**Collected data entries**
---

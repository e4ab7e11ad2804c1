use serde::{Deserialize, Serialize};

/// Presentation mode of one guest window.
#[derive(Clone, Copy, Debug, Default, PartialEq, Eq, Serialize, Deserialize)]
#[serde(rename_all = "lowercase")]
pub enum WindowMode {
    #[default]
    Normal,
    Maximized,
    Minimized,
    Closed,
}

impl WindowMode {
    pub fn is_terminal(&self) -> bool {
        matches!(self, WindowMode::Closed)
    }
}

impl std::fmt::Display for WindowMode {
    fn fmt(&self, f: &mut std::fmt::Formatter<'_>) -> std::fmt::Result {
        let s = match self {
            WindowMode::Normal => "normal",
            WindowMode::Maximized => "maximized",
            WindowMode::Minimized => "minimized",
            WindowMode::Closed => "closed",
        };
        f.write_str(s)
    }
}

/// A position in the host's presentable coordinate space, in points.
#[derive(Clone, Copy, Debug, Default, PartialEq, Serialize, Deserialize)]
pub struct Point {
    pub x: f64,
    pub y: f64,
}

impl Point {
    pub fn new(x: f64, y: f64) -> Self {
        Self { x, y }
    }
}

#[derive(Clone, Copy, Debug, PartialEq, Serialize, Deserialize)]
pub struct Size {
    pub width: f64,
    pub height: f64,
}

impl Size {
    pub fn new(width: f64, height: f64) -> Self {
        Self { width, height }
    }
}

/// An origin plus a size.
#[derive(Clone, Copy, Debug, PartialEq, Serialize, Deserialize)]
pub struct Rect {
    pub origin: Point,
    pub size: Size,
}

impl Rect {
    pub fn new(x: f64, y: f64, width: f64, height: f64) -> Self {
        Self {
            origin: Point::new(x, y),
            size: Size::new(width, height),
        }
    }

    pub fn from_size(size: Size) -> Self {
        Self {
            origin: Point::default(),
            size,
        }
    }

    /// Clamp `size` so it fits inside this rect.
    pub fn clamp_size(&self, size: Size) -> Size {
        Size::new(
            size.width.min(self.size.width),
            size.height.min(self.size.height),
        )
    }

    /// Clamp `origin` so a window of `size` at that origin stays inside
    /// this rect.
    pub fn clamp_origin(&self, origin: Point, size: Size) -> Point {
        let max_x = (self.origin.x + self.size.width - size.width).max(self.origin.x);
        let max_y = (self.origin.y + self.size.height - size.height).max(self.origin.y);
        Point::new(
            origin.x.clamp(self.origin.x, max_x),
            origin.y.clamp(self.origin.y, max_y),
        )
    }
}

---

Check each line above for "derive" and return the ones that have it.

#[derive(Clone, Copy, Debug, Default, PartialEq, Eq, Serialize, Deserialize)]
#[derive(Clone, Copy, Debug, Default, PartialEq, Serialize, Deserialize)]
#[derive(Clone, Copy, Debug, PartialEq, Serialize, Deserialize)]
#[derive(Clone, Copy, Debug, PartialEq, Serialize, Deserialize)]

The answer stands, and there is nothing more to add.